DATA TO EXAMINE:
BEGIN
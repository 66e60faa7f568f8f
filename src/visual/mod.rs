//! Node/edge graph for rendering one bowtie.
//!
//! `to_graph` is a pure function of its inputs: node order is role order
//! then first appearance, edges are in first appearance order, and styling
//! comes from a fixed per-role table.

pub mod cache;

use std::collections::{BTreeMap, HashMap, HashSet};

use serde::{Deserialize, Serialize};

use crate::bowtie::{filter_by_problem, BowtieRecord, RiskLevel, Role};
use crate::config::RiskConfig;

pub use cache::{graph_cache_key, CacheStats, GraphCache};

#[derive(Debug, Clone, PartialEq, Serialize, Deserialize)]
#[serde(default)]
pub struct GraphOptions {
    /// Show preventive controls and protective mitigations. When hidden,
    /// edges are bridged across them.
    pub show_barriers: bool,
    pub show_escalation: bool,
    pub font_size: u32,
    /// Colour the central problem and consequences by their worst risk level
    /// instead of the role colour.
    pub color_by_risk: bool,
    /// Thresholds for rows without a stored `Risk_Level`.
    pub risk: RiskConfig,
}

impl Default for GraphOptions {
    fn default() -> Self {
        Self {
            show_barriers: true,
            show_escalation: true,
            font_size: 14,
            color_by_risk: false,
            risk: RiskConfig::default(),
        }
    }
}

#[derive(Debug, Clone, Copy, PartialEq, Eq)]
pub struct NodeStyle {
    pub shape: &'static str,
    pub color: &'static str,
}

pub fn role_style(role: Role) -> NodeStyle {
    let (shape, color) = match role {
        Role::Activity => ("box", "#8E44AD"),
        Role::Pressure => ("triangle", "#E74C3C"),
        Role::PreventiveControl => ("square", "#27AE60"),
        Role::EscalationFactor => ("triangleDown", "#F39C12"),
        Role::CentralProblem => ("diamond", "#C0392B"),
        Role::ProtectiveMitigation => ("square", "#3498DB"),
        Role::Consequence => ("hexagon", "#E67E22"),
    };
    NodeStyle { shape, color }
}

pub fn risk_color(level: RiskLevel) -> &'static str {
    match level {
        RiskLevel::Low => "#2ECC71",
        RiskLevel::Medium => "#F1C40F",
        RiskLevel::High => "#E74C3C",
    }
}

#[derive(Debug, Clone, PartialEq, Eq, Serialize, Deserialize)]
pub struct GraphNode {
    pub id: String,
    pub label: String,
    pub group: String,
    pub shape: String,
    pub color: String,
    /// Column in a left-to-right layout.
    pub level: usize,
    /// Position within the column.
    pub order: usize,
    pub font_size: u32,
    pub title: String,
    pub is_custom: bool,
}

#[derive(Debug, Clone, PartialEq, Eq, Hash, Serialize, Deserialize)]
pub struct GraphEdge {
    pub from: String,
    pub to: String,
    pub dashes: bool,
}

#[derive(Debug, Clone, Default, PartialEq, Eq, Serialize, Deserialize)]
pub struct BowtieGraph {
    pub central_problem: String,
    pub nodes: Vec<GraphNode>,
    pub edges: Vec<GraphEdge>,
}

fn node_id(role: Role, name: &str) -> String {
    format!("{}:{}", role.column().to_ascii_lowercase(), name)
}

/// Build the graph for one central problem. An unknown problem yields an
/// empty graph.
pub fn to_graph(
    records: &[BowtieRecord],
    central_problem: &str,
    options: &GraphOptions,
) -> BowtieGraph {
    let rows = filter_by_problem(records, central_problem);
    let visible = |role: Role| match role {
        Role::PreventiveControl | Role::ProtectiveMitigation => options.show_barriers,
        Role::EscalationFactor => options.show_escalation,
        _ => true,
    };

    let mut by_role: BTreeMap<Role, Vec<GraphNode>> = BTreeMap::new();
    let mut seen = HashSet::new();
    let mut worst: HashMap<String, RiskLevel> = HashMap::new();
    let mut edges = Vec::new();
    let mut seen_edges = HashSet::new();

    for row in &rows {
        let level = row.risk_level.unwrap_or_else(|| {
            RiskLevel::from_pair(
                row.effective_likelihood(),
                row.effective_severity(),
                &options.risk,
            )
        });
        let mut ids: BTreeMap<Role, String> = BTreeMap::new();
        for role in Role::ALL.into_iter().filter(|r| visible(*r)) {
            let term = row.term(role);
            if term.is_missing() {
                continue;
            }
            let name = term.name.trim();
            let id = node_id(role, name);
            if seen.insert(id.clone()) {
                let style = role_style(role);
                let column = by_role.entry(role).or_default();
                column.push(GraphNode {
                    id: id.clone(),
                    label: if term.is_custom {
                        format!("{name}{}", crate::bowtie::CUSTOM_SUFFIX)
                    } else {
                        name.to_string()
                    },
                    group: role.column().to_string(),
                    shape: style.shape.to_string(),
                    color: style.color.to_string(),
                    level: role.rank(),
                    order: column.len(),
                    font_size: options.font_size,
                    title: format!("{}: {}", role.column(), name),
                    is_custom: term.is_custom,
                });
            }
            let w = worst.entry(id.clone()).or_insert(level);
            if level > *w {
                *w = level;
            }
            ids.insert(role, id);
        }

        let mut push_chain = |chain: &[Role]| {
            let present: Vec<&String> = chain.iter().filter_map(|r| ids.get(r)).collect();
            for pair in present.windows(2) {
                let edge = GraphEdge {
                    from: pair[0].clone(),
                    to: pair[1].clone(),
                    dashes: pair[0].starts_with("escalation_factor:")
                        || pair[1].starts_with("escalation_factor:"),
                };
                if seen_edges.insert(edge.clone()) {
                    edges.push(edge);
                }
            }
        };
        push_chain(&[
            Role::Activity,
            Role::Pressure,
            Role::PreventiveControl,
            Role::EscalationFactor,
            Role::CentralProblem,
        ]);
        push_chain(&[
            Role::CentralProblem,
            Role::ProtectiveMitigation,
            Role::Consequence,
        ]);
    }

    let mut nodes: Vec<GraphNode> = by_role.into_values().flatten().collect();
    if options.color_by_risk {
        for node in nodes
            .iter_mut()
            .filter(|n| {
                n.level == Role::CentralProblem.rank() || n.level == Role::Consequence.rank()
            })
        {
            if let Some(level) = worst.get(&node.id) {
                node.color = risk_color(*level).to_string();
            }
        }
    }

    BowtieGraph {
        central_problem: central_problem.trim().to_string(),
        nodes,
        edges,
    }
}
END
PROMPT: All lines of the material that contain the word "RiskConfig" should be listed.

SOLVED EXERCISE:
use crate::config::RiskConfig;
    pub risk: RiskConfig,
            risk: RiskConfig::default(),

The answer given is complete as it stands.